**PROBLEM REQUIREMENTS:** Records follow. Pull out every line that contains "EurUsd".

Items from a data source
● ● ● ●
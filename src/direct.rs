/// Synchronous fan-out dispatch
///
/// `DirectProvider` runs every subscriber's transform inline on the feed
/// thread, under the registry read lock. Nothing is buffered and no threads
/// are owned: latency is the sum of the transforms, and a slow subscriber
/// stalls the feed for everyone behind it. The first transform error aborts
/// fan-out of that update and surfaces to the caller.

use crate::keyspace::{Instrument, Market, PairTable};
use crate::lifecycle::Lifecycle;
use crate::provider::{DispatchError, Provider, Subscriber, SubscriptionError, UpdateSink};
use crate::update::MarketUpdate;
use parking_lot::RwLock;
use std::sync::Arc;

type Registry = PairTable<Vec<Arc<dyn Subscriber>>>;

pub struct DirectProvider {
    registry: RwLock<Registry>,
}

impl DirectProvider {
    pub fn new() -> Self {
        DirectProvider {
            registry: RwLock::new(PairTable::default()),
        }
    }
}

impl Default for DirectProvider {
    fn default() -> Self {
        Self::new()
    }
}

impl Provider for DirectProvider {
    fn subscribe(
        &self,
        instrument: Instrument,
        market: Market,
        subscriber: Arc<dyn Subscriber>,
    ) -> Result<(), SubscriptionError> {
        let mut registry = self.registry.write();
        let cell = registry.get_mut(instrument, market);
        if cell.iter().any(|s| Arc::ptr_eq(s, &subscriber)) {
            return Err(SubscriptionError::AlreadySubscribed { instrument, market });
        }
        cell.push(subscriber);
        Ok(())
    }

    fn unsubscribe(
        &self,
        instrument: Instrument,
        market: Market,
        subscriber: &Arc<dyn Subscriber>,
    ) -> Result<(), SubscriptionError> {
        let mut registry = self.registry.write();
        let cell = registry.get_mut(instrument, market);
        match cell.iter().position(|s| Arc::ptr_eq(s, subscriber)) {
            Some(at) => {
                cell.remove(at);
                Ok(())
            }
            None => Err(SubscriptionError::NotSubscribed { instrument, market }),
        }
    }

    fn subscriber_count(&self, instrument: Instrument, market: Market) -> usize {
        self.registry.read().get(instrument, market).len()
    }
}

impl UpdateSink for DirectProvider {
    fn accept(&self, update: &MarketUpdate) -> Result<(), DispatchError> {
        let (market, tick) = update.validate()?;
        let registry = self.registry.read();
        for subscriber in registry.get(tick.instrument, market) {
            subscriber.transform(update)?;
        }
        Ok(())
    }
}

impl Lifecycle for DirectProvider {
    fn start(&self) {
        tracing::info!("direct provider started");
    }

    fn stop(&self) {
        tracing::info!("direct provider stopped");
    }
}

#[cfg(test)]
mod tests {
    use super::*;
    use crate::provider::Passthrough;
    use crate::keyspace::pairs;

    #[test]
    fn test_new_provider_is_empty() {
        let provider = DirectProvider::new();
        for (instrument, market) in pairs() {
            assert_eq!(provider.subscriber_count(instrument, market), 0);
        }
    }

    #[test]
    fn test_duplicate_subscribe_rejected() {
        let provider = DirectProvider::new();
        let subscriber: Arc<dyn Subscriber> = Arc::new(Passthrough);

        provider
            .subscribe(Instrument::GbpUsd, Market::Ebs, Arc::clone(&subscriber))
            .unwrap();
        let result = provider.subscribe(Instrument::GbpUsd, Market::Ebs, Arc::clone(&subscriber));

        assert!(matches!(
            result,
            Err(SubscriptionError::AlreadySubscribed {
                instrument: Instrument::GbpUsd,
                market: Market::Ebs,
            })
        ));
        assert_eq!(provider.subscriber_count(Instrument::GbpUsd, Market::Ebs), 1);
    }

    #[test]
    fn test_same_handle_on_two_pairs() {
        let provider = DirectProvider::new();
        let subscriber: Arc<dyn Subscriber> = Arc::new(Passthrough);

        provider
            .subscribe(Instrument::GbpUsd, Market::Ebs, Arc::clone(&subscriber))
            .unwrap();
        provider
            .subscribe(Instrument::GbpUsd, Market::Lseg, Arc::clone(&subscriber))
            .unwrap();

        assert_eq!(provider.subscriber_count(Instrument::GbpUsd, Market::Ebs), 1);
        assert_eq!(provider.subscriber_count(Instrument::GbpUsd, Market::Lseg), 1);
    }

    #[test]
    fn test_unsubscribe_unknown_rejected() {
        let provider = DirectProvider::new();
        let subscriber: Arc<dyn Subscriber> = Arc::new(Passthrough);

        let result = provider.unsubscribe(Instrument::EurUsd, Market::Ebs, &subscriber);
        assert!(matches!(
            result,
            Err(SubscriptionError::NotSubscribed { .. })
        ));
    }
}
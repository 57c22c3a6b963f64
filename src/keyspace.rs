/// Closed key spaces for the market-data plane
///
/// Instruments and markets are small fixed enumerations with dense ordinals,
/// so every per-pair structure can be a flat pre-allocated table instead of a
/// map. Lookups index by ordinal and cannot miss, and no code path needs an
/// absent-cell check.

use std::fmt;

#[derive(Debug, Clone, Copy, PartialEq, Eq, Hash)]
pub enum Instrument {
    GbpUsd,
    EurUsd,
    EurSek,
    UsdJpy,
}

impl Instrument {
    pub const COUNT: usize = 4;

    pub const ALL: [Instrument; Instrument::COUNT] = [
        Instrument::GbpUsd,
        Instrument::EurUsd,
        Instrument::EurSek,
        Instrument::UsdJpy,
    ];

    /// Dense ordinal, stable across the lifetime of the process
    pub fn index(self) -> usize {
        self as usize
    }

    pub fn from_index(v: usize) -> Option<Self> {
        match v {
            0 => Some(Instrument::GbpUsd),
            1 => Some(Instrument::EurUsd),
            2 => Some(Instrument::EurSek),
            3 => Some(Instrument::UsdJpy),
            _ => None,
        }
    }

    pub fn as_str(&self) -> &'static str {
        match self {
            Instrument::GbpUsd => "GBPUSD",
            Instrument::EurUsd => "EURUSD",
            Instrument::EurSek => "EURSEK",
            Instrument::UsdJpy => "USDJPY",
        }
    }
}

impl fmt::Display for Instrument {
    fn fmt(&self, f: &mut fmt::Formatter<'_>) -> fmt::Result {
        f.write_str(self.as_str())
    }
}

#[derive(Debug, Clone, Copy, PartialEq, Eq, Hash)]
pub enum Market {
    Ebs,
    Lseg,
    Currenex,
    Hotspot,
}

impl Market {
    pub const COUNT: usize = 4;

    pub const ALL: [Market; Market::COUNT] = [
        Market::Ebs,
        Market::Lseg,
        Market::Currenex,
        Market::Hotspot,
    ];

    pub fn index(self) -> usize {
        self as usize
    }

    pub fn from_index(v: usize) -> Option<Self> {
        match v {
            0 => Some(Market::Ebs),
            1 => Some(Market::Lseg),
            2 => Some(Market::Currenex),
            3 => Some(Market::Hotspot),
            _ => None,
        }
    }

    pub fn as_str(&self) -> &'static str {
        match self {
            Market::Ebs => "EBS",
            Market::Lseg => "LSEG",
            Market::Currenex => "CURRENEX",
            Market::Hotspot => "HOTSPOT",
        }
    }
}

impl fmt::Display for Market {
    fn fmt(&self, f: &mut fmt::Formatter<'_>) -> fmt::Result {
        f.write_str(self.as_str())
    }
}

/// Quote side tag carried on ticks. Informational only: aggregation reads the
/// bid and offer fields of the tick itself, never this tag.
#[derive(Debug, Clone, Copy, PartialEq, Eq, Hash)]
pub enum Side {
    Bid,
    Offer,
}

impl Side {
    pub const COUNT: usize = 2;

    pub const ALL: [Side; Side::COUNT] = [Side::Bid, Side::Offer];

    pub fn index(self) -> usize {
        self as usize
    }

    pub fn from_index(v: usize) -> Option<Self> {
        match v {
            0 => Some(Side::Bid),
            1 => Some(Side::Offer),
            _ => None,
        }
    }

    pub fn as_str(&self) -> &'static str {
        match self {
            Side::Bid => "BID",
            Side::Offer => "OFFER",
        }
    }
}

impl fmt::Display for Side {
    fn fmt(&self, f: &mut fmt::Formatter<'_>) -> fmt::Result {
        f.write_str(self.as_str())
    }
}

pub const PAIR_COUNT: usize = Instrument::COUNT * Market::COUNT;

/// Row-major cell index for an (instrument, market) pair
fn pair_index(instrument: Instrument, market: Market) -> usize {
    instrument.index() * Market::COUNT + market.index()
}

/// Iterate the full (instrument, market) cross product in ordinal order
pub fn pairs() -> impl Iterator<Item = (Instrument, Market)> {
    Instrument::ALL.into_iter().flat_map(|instrument| {
        Market::ALL
            .into_iter()
            .map(move |market| (instrument, market))
    })
}

/// Dense instrument x market table
///
/// Every cell exists from construction on; the table is never resized and a
/// lookup always lands on a live cell.
pub struct PairTable<T> {
    cells: Box<[T]>,
}

impl<T> PairTable<T> {
    /// Build a table by filling every cell in ordinal order
    pub fn from_fn(mut fill: impl FnMut(Instrument, Market) -> T) -> Self {
        let mut cells = Vec::with_capacity(PAIR_COUNT);
        for (instrument, market) in pairs() {
            cells.push(fill(instrument, market));
        }
        PairTable {
            cells: cells.into_boxed_slice(),
        }
    }

    pub fn get(&self, instrument: Instrument, market: Market) -> &T {
        &self.cells[pair_index(instrument, market)]
    }

    pub fn get_mut(&mut self, instrument: Instrument, market: Market) -> &mut T {
        &mut self.cells[pair_index(instrument, market)]
    }

    /// Iterate cells with their pair keys, in ordinal order
    pub fn iter(&self) -> impl Iterator<Item = (Instrument, Market, &T)> {
        pairs()
            .zip(self.cells.iter())
            .map(|((instrument, market), cell)| (instrument, market, cell))
    }
}

impl<T: Default> Default for PairTable<T> {
    fn default() -> Self {
        PairTable::from_fn(|_, _| T::default())
    }
}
● ● ● ●
**TASK OUTPUT:**
        let result = provider.unsubscribe(Instrument::EurUsd, Market::Ebs, &subscriber);
    EurUsd,
        Instrument::EurUsd,
            1 => Some(Instrument::EurUsd),
            Instrument::EurUsd => "EURUSD",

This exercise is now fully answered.